One of these three stocks is an early M14 for the M1 Rifle buttplate
Printable View
One of these three stocks is an early M14 for the M1 Rifle buttplate
I thought the one on the right. And then I thought by the way, shouldn't they have the cutout at the top for the M14 buttplate? Which none have, so they all take the M1 butt plate.
I'm going with the one on the right just because the screw holes are different than the other 2.
I'm going with the one on the left.
I'm thinking I've never removed the buttplate on mine, because I surely don't know. The rear swivel attachment is the same, so...why the big holes on two?
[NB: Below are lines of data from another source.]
//! Dense, sparse and hybrid retrieval.
//!
//! All three modes start from the vector index:
//!
//! - **dense**: nearest neighbours of the embedded query.
//! - **sparse**: the `initial_k` dense candidates re-ranked by BM25 over
//!   their own texts. Documents that never reach the dense candidate set
//!   cannot be found lexically.
//! - **hybrid**: the dense and sparse candidate lists fused with
//!   reciprocal-rank fusion ([`rrf_fuse`]).
//!
//! Errors from the embedding provider or the index are returned unchanged.

use std::collections::HashMap;
use std::fmt;
use std::str::FromStr;
use std::sync::Arc;
use std::time::Instant;

use serde::Serialize;

use crate::bm25::{Bm25Model, Bm25Params};
use crate::embedding::EmbeddingProvider;
use crate::error::{RadiateError, Result};
use crate::index::VectorIndex;
use crate::models::SearchHit;

#[derive(Debug, Clone, Copy, PartialEq, Eq, Default, Serialize)]
#[serde(rename_all = "lowercase")]
pub enum SearchMode {
    Dense,
    Sparse,
    #[default]
    Hybrid,
}

impl SearchMode {
    pub fn as_str(&self) -> &'static str {
        match self {
            SearchMode::Dense => "dense",
            SearchMode::Sparse => "sparse",
            SearchMode::Hybrid => "hybrid",
        }
    }
}

impl fmt::Display for SearchMode {
    fn fmt(&self, f: &mut fmt::Formatter<'_>) -> fmt::Result {
        f.write_str(self.as_str())
    }
}

impl FromStr for SearchMode {
    type Err = RadiateError;

    fn from_str(s: &str) -> Result<Self> {
        match s {
            "dense" => Ok(SearchMode::Dense),
            "sparse" => Ok(SearchMode::Sparse),
            "hybrid" => Ok(SearchMode::Hybrid),
            other => Err(RadiateError::InvalidMode {
                mode: other.to_string(),
                valid: "dense, sparse, hybrid",
            }),
        }
    }
}

#[derive(Debug, Clone, Copy, PartialEq)]
pub struct RetrievalParams {
    /// Dense candidates fetched for sparse and hybrid ranking.
    pub initial_k: usize,
    /// RRF smoothing constant.
    pub rrf_k: f64,
    pub bm25: Bm25Params,
}

impl Default for RetrievalParams {
    fn default() -> Self {
        Self {
            initial_k: 100,
            rrf_k: 60.0,
            bm25: Bm25Params::default(),
        }
    }
}

pub struct HybridRetriever {
    provider: Arc<EmbeddingProvider>,
    index: Arc<dyn VectorIndex>,
    collection: String,
    params: RetrievalParams,
}

impl HybridRetriever {
    pub fn new(
        provider: Arc<EmbeddingProvider>,
        index: Arc<dyn VectorIndex>,
        collection: impl Into<String>,
        params: RetrievalParams,
    ) -> Self {
        Self {
            provider,
            index,
            collection: collection.into(),
            params,
        }
    }

    pub fn params(&self) -> &RetrievalParams {
        &self.params
    }

    /// Return up to `top_k` hits for `query`, best first.
    pub async fn search(
        &self,
        query: &str,
        top_k: usize,
        mode: SearchMode,
    ) -> Result<Vec<SearchHit>> {
        let started = Instant::now();
        let hits = match mode {
            SearchMode::Dense => self.dense(query, top_k).await?,
            SearchMode::Sparse => {
                let candidates = self.dense(query, self.params.initial_k).await?;
                let mut ranked = self.rerank_bm25(query, candidates);
                ranked.truncate(top_k);
                ranked
            }
            SearchMode::Hybrid => {
                let dense = self.dense(query, self.params.initial_k).await?;
                let sparse = self.rerank_bm25(query, dense.clone());
                let mut fused = rrf_fuse(&[dense, sparse], self.params.rrf_k);
                fused.truncate(top_k);
                fused
            }
        };

        tracing::info!(
            mode = mode.as_str(),
            top_k,
            results = hits.len(),
            elapsed_ms = started.elapsed().as_millis() as u64,
            "search complete"
        );
        Ok(hits)
    }

    async fn dense(&self, query: &str, limit: usize) -> Result<Vec<SearchHit>> {
        let vector = self.provider.embed(query).await?;
        let points = self.index.search(&self.collection, &vector, limit).await?;
        Ok(points.into_iter().map(SearchHit::from_point).collect())
    }

    /// Replace each candidate's score with its BM25 score over the
    /// candidate texts and sort descending. Ties keep dense order.
    fn rerank_bm25(&self, query: &str, mut candidates: Vec<SearchHit>) -> Vec<SearchHit> {
        let texts: Vec<&str> = candidates.iter().map(|h| h.text.as_str()).collect();
        let model = Bm25Model::fit(self.params.bm25, &texts);
        for (hit, score) in candidates.iter_mut().zip(model.score(query)) {
            hit.score = score;
        }
        candidates.sort_by(|a, b| b.score.total_cmp(&a.score));
        candidates
    }
}

/// Reciprocal-rank fusion.
///
/// Each hit gains `1 / (rrf_k + rank + 1)` for every list it appears in,
/// with `rank` counted from 0. A fused hit keeps the fields of the first
/// list that contained its id. Equal fused scores keep first-encountered
/// order.
pub fn rrf_fuse(lists: &[Vec<SearchHit>], rrf_k: f64) -> Vec<SearchHit> {
    let mut fused: Vec<SearchHit> = Vec::new();
    let mut positions: HashMap<u64, usize> = HashMap::new();

    for list in lists {
        for (rank, hit) in list.iter().enumerate() {
            let contribution = 1.0 / (rrf_k + rank as f64 + 1.0);
            let pos = *positions.entry(hit.id).or_insert_with(|| {
                let mut first = hit.clone();
                first.rrf_score = Some(0.0);
                fused.push(first);
                fused.len() - 1
            });
            if let Some(score) = fused[pos].rrf_score.as_mut() {
                *score += contribution;
            }
        }
    }

    fused.sort_by(|a, b| {
        let a = a.rrf_score.unwrap_or(0.0);
        let b = b.rrf_score.unwrap_or(0.0);
        b.total_cmp(&a)
    });
    fused
}

/// Render hits as a context block for prompting or display.
pub fn format_context(hits: &[SearchHit]) -> String {
    if hits.is_empty() {
        return "No relevant information found.".to_string();
    }
    hits.iter()
        .map(|hit| {
            format!(
                "[Source: {}, Chunk {}, Score: {:.2}]\n{}",
                hit.source, hit.chunk_index, hit.score, hit.text
            )
        })
        .collect::<Vec<_>>()
        .join("\n\n")
}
https://www.milsurps.com/images/impo...DSC01770-1.jpg
https://www.milsurps.com/images/impo...SC017671-1.jpg
Enlarged too much, sorry!
The M14 stock that used the M1 rifle buttplate is on the far left. Note the larger diameter hole for the top buttplate screw, before the normal hole for the screw. You don't see M1 buttstocks
with the two diameter top screw hole.
You do find the top screw hole with a plug and a new hole drilled like this photo of some WRA WB stocks (showing no-trap to factory trapdoor with different modifications along the way)
Photos:
https://www.milsurps.com/images/impo...stuff028-1.jpg
The toe's pretty degraded, but it's not odd otherwise.
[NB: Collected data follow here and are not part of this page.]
//! Token-window and structure-aware text chunking.
//!
//! Text is measured in tokens through a [`TokenCodec`]. The default codec,
//! [`Cl100kCodec`], uses the `cl100k_base` BPE shared by `gpt-3.5-turbo`
//! and the OpenAI embedding models, so chunk sizes line up with what the
//! remote backends count.
//!
//! Two strategies are available:
//!
//! - [`ChunkStrategy::Fixed`] slides a `chunk_size` window over the token
//!   stream, advancing by `chunk_size - overlap` tokens.
//! - [`ChunkStrategy::Smart`] splits markdown at ATX headers, splits every
//!   format at blank lines, and greedily packs paragraphs up to
//!   `chunk_size` tokens. Oversized paragraphs fall back to fixed windows.
//!
//! Both strategies are deterministic and never emit whitespace-only chunks.

use std::path::Path;
use std::sync::Arc;

use serde_json::Value;

use crate::error::{RadiateError, Result};
use crate::models::{Chunk, Payload, PAYLOAD_SECTION};

/// Measures and splits text in model tokens.
pub trait TokenCodec: Send + Sync {
    fn encode(&self, text: &str) -> Vec<u32>;

    /// Byte length of each token of `text`, in encoding order. The lengths
    /// sum to `text.len()`. A multibyte character may be spread over several
    /// tokens.
    fn token_lens(&self, text: &str) -> Vec<usize>;
}

/// `cl100k_base` codec backed by `tiktoken-rs`.
pub struct Cl100kCodec {
    bpe: tiktoken_rs::CoreBPE,
}

impl Cl100kCodec {
    pub fn new() -> Result<Self> {
        let bpe = tiktoken_rs::cl100k_base().map_err(|e| RadiateError::Tokenizer(e.to_string()))?;
        Ok(Self { bpe })
    }
}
https://www.milsurps.com/images/impo...stuff026-1.jpg
https://www.milsurps.com/images/impo...stuff029-1.jpg
The front's not as bad as it looks here, but again, it's just something that was bought at random.
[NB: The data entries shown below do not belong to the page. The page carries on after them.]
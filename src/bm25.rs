//! Okapi BM25 lexical scoring.
//!
//! A [`Bm25Model`] is fitted to a small corpus (typically the dense
//! candidates of one query) and then scores queries against every fitted
//! document. Tokenisation is lowercase whitespace splitting.
//!
//! ```text
//! idf(t)      = ln((N - df(t) + 0.5) / (df(t) + 0.5) + 1)
//! score(d, q) = Σ_t idf(t) · tf · (k1 + 1) / (tf + k1 · (1 - b + b · |d| / avgdl))
//! ```

use std::collections::HashMap;

use crate::error::{RadiateError, Result};

#[derive(Debug, Clone, Copy, PartialEq)]
pub struct Bm25Params {
    /// Term-frequency saturation.
    pub k1: f64,
    /// Length normalisation strength, in `[0, 1]`.
    pub b: f64,
}

impl Default for Bm25Params {
    fn default() -> Self {
        Self { k1: 1.5, b: 0.75 }
    }
}

/// Corpus statistics for BM25.
#[derive(Debug, Clone)]
pub struct Bm25Model {
    params: Bm25Params,
    corpus_size: usize,
    avg_doc_length: f64,
    doc_lengths: Vec<usize>,
    document_frequency: HashMap<String, usize>,
    inverse_document_frequency: HashMap<String, f64>,
    doc_term_freqs: Vec<HashMap<String, usize>>,
}

fn tokenize(text: &str) -> impl Iterator<Item = String> + '_ {
    text.split_whitespace().map(|t| t.to_lowercase())
}

impl Bm25Model {
    pub fn fit<S: AsRef<str>>(params: Bm25Params, corpus: &[S]) -> Self {
        let corpus_size = corpus.len();
        let mut doc_lengths = Vec::with_capacity(corpus_size);
        let mut doc_term_freqs = Vec::with_capacity(corpus_size);
        let mut document_frequency: HashMap<String, usize> = HashMap::new();

        for doc in corpus {
            let mut tf: HashMap<String, usize> = HashMap::new();
            let mut len = 0;
            for token in tokenize(doc.as_ref()) {
                *tf.entry(token).or_insert(0) += 1;
                len += 1;
            }
            for term in tf.keys() {
                *document_frequency.entry(term.clone()).or_insert(0) += 1;
            }
            doc_lengths.push(len);
            doc_term_freqs.push(tf);
        }

        let avg_doc_length = if corpus_size == 0 {
            0.0
        } else {
            doc_lengths.iter().sum::<usize>() as f64 / corpus_size as f64
        };

        let n = corpus_size as f64;
        let inverse_document_frequency = document_frequency
            .iter()
            .map(|(term, &df)| {
                let df = df as f64;
                (term.clone(), ((n - df + 0.5) / (df + 0.5) + 1.0).ln())
            })
            .collect();

        Self {
            params,
            corpus_size,
            avg_doc_length,
            doc_lengths,
            document_frequency,
            inverse_document_frequency,
            doc_term_freqs,
        }
    }

    pub fn corpus_size(&self) -> usize {
        self.corpus_size
    }

    pub fn avg_doc_length(&self) -> f64 {
        self.avg_doc_length
    }

    /// Number of fitted documents containing `term` (lowercased).
    pub fn document_frequency(&self, term: &str) -> usize {
        self.document_frequency
            .get(&term.to_lowercase())
            .copied()
            .unwrap_or(0)
    }

    pub fn idf(&self, term: &str) -> f64 {
        self.inverse_document_frequency
            .get(&term.to_lowercase())
            .copied()
            .unwrap_or(0.0)
    }

    /// Score `query` against every fitted document, in corpus order.
    pub fn score(&self, query: &str) -> Vec<f64> {
        let mut scores = vec![0.0; self.corpus_size];
        if self.avg_doc_length == 0.0 {
            return scores;
        }

        let Bm25Params { k1, b } = self.params;
        for term in tokenize(query) {
            let Some(&idf) = self.inverse_document_frequency.get(&term) else {
                continue;
            };
            for (i, tf_map) in self.doc_term_freqs.iter().enumerate() {
                let Some(&tf) = tf_map.get(&term) else {
                    continue;
                };
                let tf = tf as f64;
                let norm = 1.0 - b + b * self.doc_lengths[i] as f64 / self.avg_doc_length;
                scores[i] += idf * tf * (k1 + 1.0) / (tf + k1 * norm);
            }
        }
        scores
    }

    /// Score against an explicitly passed corpus, which must be the one
    /// this model was fitted on.
    pub fn score_corpus<S: AsRef<str>>(&self, query: &str, corpus: &[S]) -> Result<Vec<f64>> {
        if corpus.len() != self.corpus_size {
            return Err(RadiateError::Bm25CorpusMismatch {
                fitted: self.corpus_size,
                given: corpus.len(),
            });
        }
        Ok(self.score(query))
    }
}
Do you think it was factory (two diameter top screw hole) or rebuild. Sometimes a rebuild facility would drill out the top screw hole and not install the plug. There are variations of the early M14 stock concerning the top screw hole. Your stock photos look just like the early M14 stock. They were using some different variations of the M1 buttplate including aluminum for testing and the two diameter size top screw hole could be related ?
I don't see any sign of a plug or repair there, but it's pretty crusty.
The stock has been mated to a rifle, as the wood is compressed on the belly, but it's too big to close the trigger guard on any of the actions tried so far. Otherwise, it would either be gone or in active use. Good "full figured" stock.
An aluminum buttplate would be great! But then there would have to be another rifle to go with it.:D
jmoore, Try a small screw with a buttplate on that top screw hole in your stock, see if it is tight or loose ?
Update: borrowed a screw from a complete Springfield M1 rifle that was in the vicinity.
Nice tight fit:
https://www.milsurps.com/images/impo...tuff0311-1.jpg
It is difficult to understand why the recess around the screw was drilled, some support is also lost around the screw too. The flange on the top screw hole of the buttplate will not extend that deep into the stock to require a recess. Some stocks could have been unintentionally drilled this way (I thought it was unique only to the M14) too. Photo shows an early no-trap Winchester stock that has an extra milling cut in the trigger guard recess which was unintentional.
Do you suppose a wandering wood shaper bit did the extra cut? Bad Monday or hasty Friday?